At 4.1 million tonnes per annum primary capacity and a downstream processing capacity of 3.9 million tonnes, the Indian aluminium industry has a ready platform to scale up to support the growth trajectory of India.
By Pragun Jindal Khaitan
The Indian downstream aluminium industry has aligned itself to support the government’s push for Atmanirbhar Bharat. It comes from the vision of being a country that is independent and self-reliant when it comes to manufacturing aluminium products to meet its requirements. The right focus on reducing our heavy dependency on imports, and well-thought government vision and industry strength, can together write the story of atmanirbharta (self-reliance) in aluminium for India.

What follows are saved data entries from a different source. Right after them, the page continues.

//! Comparison-count bounds and progress
//!
//! Exact counts depend on the answers, so the remaining work is bounded from
//! above: the rest of the bottom-up schedule is simulated with every merge
//! taking its worst case (`a + b - 1` comparisons for runs of `a` and `b`
//! tiers), using the tier counts known right now. Each decision lowers that
//! bound by at least one, which keeps `fraction` non-decreasing.

use super::state::{MergeCursor, SortState};
use crate::types::Progress;

/// Worst-case comparisons to fully sort `n` distinct items without ties
pub fn worst_case_comparisons(n: usize) -> usize {
    schedule_bound(vec![1; n])
}

/// Worst-case comparisons to merge runs of the given tier counts, in order,
/// down to a single run
fn schedule_bound(mut sizes: Vec<usize>) -> usize {
    let mut total = 0;
    while sizes.len() > 1 {
        let mut next = Vec::with_capacity(sizes.len().div_ceil(2));
        for pair in sizes.chunks(2) {
            match *pair {
                [a, b] => {
                    total += a + b - 1;
                    next.push(a + b);
                }
                [a] => next.push(a),
                _ => {}
            }
        }
        sizes = next;
    }
    total
}

/// Upper bound on comparisons still needed from this cursor
pub(crate) fn remaining_bound(cursor: &MergeCursor) -> usize {
    let left = cursor.left.len().saturating_sub(cursor.left_pos);
    let right = cursor.right.len().saturating_sub(cursor.right_pos);
    if left == 0 || right == 0 {
        return 0;
    }

    // Merge in flight
    let mut bound = left + right - 1;

    // Rest of this pass, in pass order
    let mut sizes: Vec<usize> = cursor.merged.iter().map(Vec::len).collect();
    sizes.push(cursor.output.len() + left + right);
    let pending: Vec<usize> = cursor.pending.iter().map(Vec::len).collect();
    for pair in pending.chunks(2) {
        match *pair {
            [a, b] => {
                bound += a + b - 1;
                sizes.push(a + b);
            }
            [a] => sizes.push(a),
            _ => {}
        }
    }

    bound + schedule_bound(sizes)
}

impl SortState {
    /// Progress and comparison estimate for the current state
    #[allow(clippy::cast_precision_loss)]
    pub fn progress(&self) -> Progress {
        let made = self.comparisons_made();
        let remaining = if self.is_ended() {
            0
        } else {
            remaining_bound(self.cursor())
        };
        let total = made + remaining;
        let fraction = if self.is_ended() {
            1.0
        } else if total == 0 {
            0.0
        } else {
            made as f64 / total as f64
        };

        Progress {
            comparisons_made: made,
            remaining_bound: remaining,
            estimated_total: total,
            max_comparisons: worst_case_comparisons(self.items().len()),
            is_estimate: !self.is_ended(),
            fraction,
        }
    }
}

#[cfg(test)]
mod tests {
    use super::*;

    #[test]
    fn test_worst_case_small_lists() {
        assert_eq!(worst_case_comparisons(0), 0);
        assert_eq!(worst_case_comparisons(1), 0);
        assert_eq!(worst_case_comparisons(2), 1);
        // (1+1-1) + (2+1-1)
        assert_eq!(worst_case_comparisons(3), 3);
        // 2 * 1 + (2+2-1)
        assert_eq!(worst_case_comparisons(4), 5);
    }

    #[test]
    fn test_worst_case_power_of_two() {
        // n*log2(n) - n + 1 for powers of two
        assert_eq!(worst_case_comparisons(8), 17);
        assert_eq!(worst_case_comparisons(16), 49);
    }

    #[test]
    fn test_worst_case_never_exceeds_n_log_n() {
        for n in 2..200_usize {
            let log = usize::BITS - (n - 1).leading_zeros();
            assert!(worst_case_comparisons(n) <= n * log as usize, "n = {n}");
        }
    }

    #[test]
    fn test_fresh_state_bound_equals_worst_case() {
        let state = SortState::new(["a", "b", "c", "d", "e"]);
        let progress = state.progress();
        assert_eq!(progress.remaining_bound, worst_case_comparisons(5));
        assert_eq!(progress.estimated_total, progress.max_comparisons);
        assert!(progress.is_estimate);
        assert!(progress.fraction.abs() < f64::EPSILON);
    }
}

The per capita aluminium consumption of India (at 2.5 kg) is significantly lower than the global average consumption of 11 kg. With a progressive infrastructure push, there is a massive possibility for an upsurge in aluminium consumption in our country from the current level of 4 million tonnes. But the sufficient downstream capacity of aluminium available within India has not stopped us from importing aluminium downstream products like extrusions, rolled products, foils and other items from China and nearby countries. The rising imports of downstream aluminium products need to be restricted to promote domestic production. The import duty on downstream aluminium products in India is only 7.5%, which is not sufficient against the huge incentives given for exports by China. Many Southeast Asian nations that enjoy free trade agreements (FTAs) with India also continue the unabated dumping of downstream aluminium.

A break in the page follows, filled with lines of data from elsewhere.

//! On-disk slots and the persisted state envelope.

use super::{SlotStore, validate_key};
use crate::error::{Error, Result};
use crate::sorter::SortState;
use chrono::{DateTime, Utc};
use serde::{Deserialize, Serialize};
use std::fs;
use std::path::{Path, PathBuf};
use tracing::debug;

/// Current envelope format version.
pub const STATE_VERSION: u32 = 1;

/// Extension used for slot files.
const SLOT_EXTENSION: &str = "json";

/// Wrapper written around every persisted state.
#[derive(Debug, Serialize, Deserialize)]
struct StateEnvelope {
    version: u32,
    saved_at: DateTime<Utc>,
    state: SortState,
}

/// Directory-backed store: one `<key>.json` file per key.
///
/// The directory is created on first write.
#[derive(Debug, Clone)]
pub struct FileStore {
    dir: PathBuf,
}

impl FileStore {
    /// Store slots under `dir`.
    pub fn new(dir: impl Into<PathBuf>) -> Self {
        Self { dir: dir.into() }
    }

    /// Directory holding the slot files.
    pub fn dir(&self) -> &Path {
        &self.dir
    }

    /// Path of the file backing `key`.
    pub fn slot_path(&self, key: &str) -> Result<PathBuf> {
        validate_key(key)?;
        Ok(self.dir.join(format!("{key}.{SLOT_EXTENSION}")))
    }
}

impl SlotStore for FileStore {
    fn get(&self, key: &str) -> Result<Option<String>> {
        let path = self.slot_path(key)?;

        if !path.exists() {
            return Ok(None);
        }

        let content = fs::read_to_string(&path)
            .map_err(|e| Error::Storage(format!("failed to read {}: {e}", path.display())))?;
        Ok(Some(content))
    }

    fn set(&mut self, key: &str, value: String) -> Result<()> {
        let path = self.slot_path(key)?;

        // Ensure directory exists
        if !self.dir.exists() {
            fs::create_dir_all(&self.dir).map_err(|e| {
                Error::Storage(format!("failed to create {}: {e}", self.dir.display()))
            })?;
        }

        // Write to a sibling first so a crash never leaves a half-written slot
        let tmp = path.with_extension(format!("{SLOT_EXTENSION}.tmp"));
        fs::write(&tmp, value)
            .map_err(|e| Error::Storage(format!("failed to write {}: {e}", tmp.display())))?;
        fs::rename(&tmp, &path)
            .map_err(|e| Error::Storage(format!("failed to write {}: {e}", path.display())))?;

        debug!(key, path = %path.display(), "saved slot");
        Ok(())
    }

    fn remove(&mut self, key: &str) -> Result<()> {
        let path = self.slot_path(key)?;
        if path.exists() {
            fs::remove_file(&path)
                .map_err(|e| Error::Storage(format!("failed to remove {}: {e}", path.display())))?;
            debug!(key, "removed slot");
        }
        Ok(())
    }

    fn keys(&self) -> Result<Vec<String>> {
        if !self.dir.exists() {
            return Ok(Vec::new());
        }

        let entries = fs::read_dir(&self.dir)
            .map_err(|e| Error::Storage(format!("failed to list {}: {e}", self.dir.display())))?;

        let mut keys = Vec::new();
        for entry in entries {
            let path = entry?.path();
            if path.extension().and_then(|e| e.to_str()) != Some(SLOT_EXTENSION) {
                continue;
            }
            if let Some(key) = path.file_stem().and_then(|s| s.to_str()) {
                if validate_key(key).is_ok() {
                    keys.push(key.to_string());
                }
            }
        }
        keys.sort();
        Ok(keys)
    }
}

/// Load the sort state stored under `key`.
///
/// Returns `None` if nothing is stored. A stored state that fails to decode,
/// carries an unknown version, or breaks the sorter invariants is an error.
pub fn load_state(store: &impl SlotStore, key: &str) -> Result<Option<SortState>> {
    let Some(content) = store.get(key)? else {
        return Ok(None);
    };

    let envelope: StateEnvelope = serde_json::from_str(&content)
        .map_err(|e| Error::Storage(format!("failed to parse state for '{key}': {e}")))?;

    if envelope.version != STATE_VERSION {
        return Err(Error::Storage(format!(
            "state for '{key}' has version {}, expected {STATE_VERSION}",
            envelope.version
        )));
    }

    envelope.state.validate()?;
    Ok(Some(envelope.state))
}

/// Save `state` under `key`, stamped with the current version and time.
pub fn save_state(store: &mut impl SlotStore, key: &str, state: &SortState) -> Result<()> {
    let envelope = StateEnvelope {
        version: STATE_VERSION,
        saved_at: Utc::now(),
        state: state.clone(),
    };

    let content = serde_json::to_string_pretty(&envelope)
        .map_err(|e| Error::Storage(format!("failed to serialize state for '{key}': {e}")))?;

    store.set(key, content)
}

/// Remove whatever is stored under `key`.
pub fn remove_state(store: &mut impl SlotStore, key: &str) -> Result<()> {
    store.remove(key)
}

#[cfg(test)]
mod tests {
    use super::*;
    use crate::store::MemoryStore;
    use tempfile::TempDir;

    fn setup_store() -> (TempDir, FileStore) {
        let temp = TempDir::new().unwrap();
        let store = FileStore::new(temp.path().join("state"));
        (temp, store)
    }

    #[test]
    fn test_slot_path() {
        let (_temp, store) = setup_store();
        let path = store.slot_path("songs").unwrap();
        assert!(path.ends_with("state/songs.json"));
    }

    #[test]
    fn test_slot_path_rejects_traversal() {
        let (_temp, store) = setup_store();
        assert!(matches!(
            store.slot_path("../songs"),
            Err(Error::InvalidInput(_))
        ));
    }

    #[test]
    fn test_load_missing_returns_none() {
        let (_temp, store) = setup_store();
        assert!(load_state(&store, "songs").unwrap().is_none());
    }

    #[test]
    fn test_save_creates_directory() {
        let (_temp, mut store) = setup_store();
        assert!(!store.dir().exists());

        save_state(&mut store, "songs", &SortState::new(["a", "b"])).unwrap();

        assert!(store.dir().exists());
        assert!(store.slot_path("songs").unwrap().exists());
    }

    #[test]
    fn test_roundtrip_mid_sort() {
        let (_temp, mut store) = setup_store();

        let mut state = SortState::new(["a", "b", "c", "d"]);
        state.left();
        state.tie();

        save_state(&mut store, "songs", &state).unwrap();
        let loaded = load_state(&store, "songs").unwrap().unwrap();

        assert_eq!(loaded, state);
        assert_eq!(loaded.history_depth(), 2);
    }

    #[test]
    fn test_file_carries_version() {
        let (_temp, mut store) = setup_store();
        save_state(&mut store, "songs", &SortState::new(["a"])).unwrap();

        let content = fs::read_to_string(store.slot_path("songs").unwrap()).unwrap();
        assert!(content.contains("\"version\": 1"));
        assert!(content.contains("saved_at"));
    }

    #[test]
    fn test_unknown_version_is_error() {
        let (_temp, mut store) = setup_store();
        save_state(&mut store, "songs", &SortState::new(["a"])).unwrap();

        let path = store.slot_path("songs").unwrap();
        let content = fs::read_to_string(&path)
            .unwrap()
            .replace("\"version\": 1", "\"version\": 99");
        fs::write(&path, content).unwrap();

        assert!(matches!(load_state(&store, "songs"), Err(Error::Storage(_))));
    }

    #[test]
    fn test_garbage_is_storage_error() {
        let mut store = MemoryStore::new();
        store.set("songs", "not json".to_string()).unwrap();
        assert!(matches!(load_state(&store, "songs"), Err(Error::Storage(_))));
    }

    #[test]
    fn test_remove_is_idempotent() {
        let (_temp, mut store) = setup_store();
        save_state(&mut store, "songs", &SortState::new(["a", "b"])).unwrap();

        remove_state(&mut store, "songs").unwrap();
        remove_state(&mut store, "songs").unwrap();
        assert!(load_state(&store, "songs").unwrap().is_none());
    }

    #[test]
    fn test_keys_lists_only_slots() {
        let (_temp, mut store) = setup_store();
        save_state(&mut store, "songs", &SortState::new(["a"])).unwrap();
        save_state(&mut store, "song-rankings-edelNote", &SortState::new(["b"])).unwrap();
        fs::write(store.dir().join("notes.txt"), "ignored").unwrap();

        assert_eq!(
            store.keys().unwrap(),
            vec!["song-rankings-edelNote".to_string(), "songs".to_string()]
        );
    }

    #[test]
    fn test_keys_on_missing_dir_is_empty() {
        let (_temp, store) = setup_store();
        assert!(store.keys().unwrap().is_empty());
    }
}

For example, the aluminium foil industry. After the imposition of anti-dumping duty on Chinese aluminium foils, the industry has seen resurgence. With existing mills running at full capacity and a whole host of new projects commissioned since the time of the duty imposition, the country has seen a significant amount of investment, talent building and market-building efforts that will yield huge dividend for the economy. Earlier, the foil industry was choked between high input costs of primary aluminium and cheap imports from China.
At 4.1 million tonnes per annum primary capacity and a downstream processing capacity of 3.9 million tonnes, the Indian aluminium industry has a ready platform to scale up to support the growth trajectory of India. The country obviously needs aluminium products to meet the various end-user requirements in many industries within the manufacturing sector. The growth of the downstream aluminium industry is dependent on two key points—independent recognition (distinct from primary aluminium) and support derived in the form of government policy. The government must consider the demands of the industry and protect the downstream segment by doing away with import duty on primary aluminium. This will make it affordable and help increase domestic consumption of domestically-produced aluminium. Paying a global premium for India-produced aluminium has to stop. Removing import tariffs on primary aluminium and increasing import duties on downstream aluminium could be a practical solution to this issue, which will incentivise value-addition to aluminium within India. Immediate attention to this can safeguard lakhs of livelihoods associated with this industry.
The sheer range of application in aerospace, defence, high-speed rail and many infrastructure areas makes downstream aluminium industry very important. According to a NITI Aayog report, India’s downstream segment comprises of more than 150 companies (both large and midsized) and a bigger base of smaller and unorganised players that strongly needs an export policy for the downstream aluminium segment. In the global market, Indian MSMEs can be competitive only when downstream aluminium is offered a differential status in India, giving it price-parity through focused government policies. The downstream aluminium segment has all along been a visible symbol of progress. Having extensive forward- and backward-linkages to the economy, policy reforms can reduce its import dependency and help make it contribute towards an Atmanirbhar Bharat.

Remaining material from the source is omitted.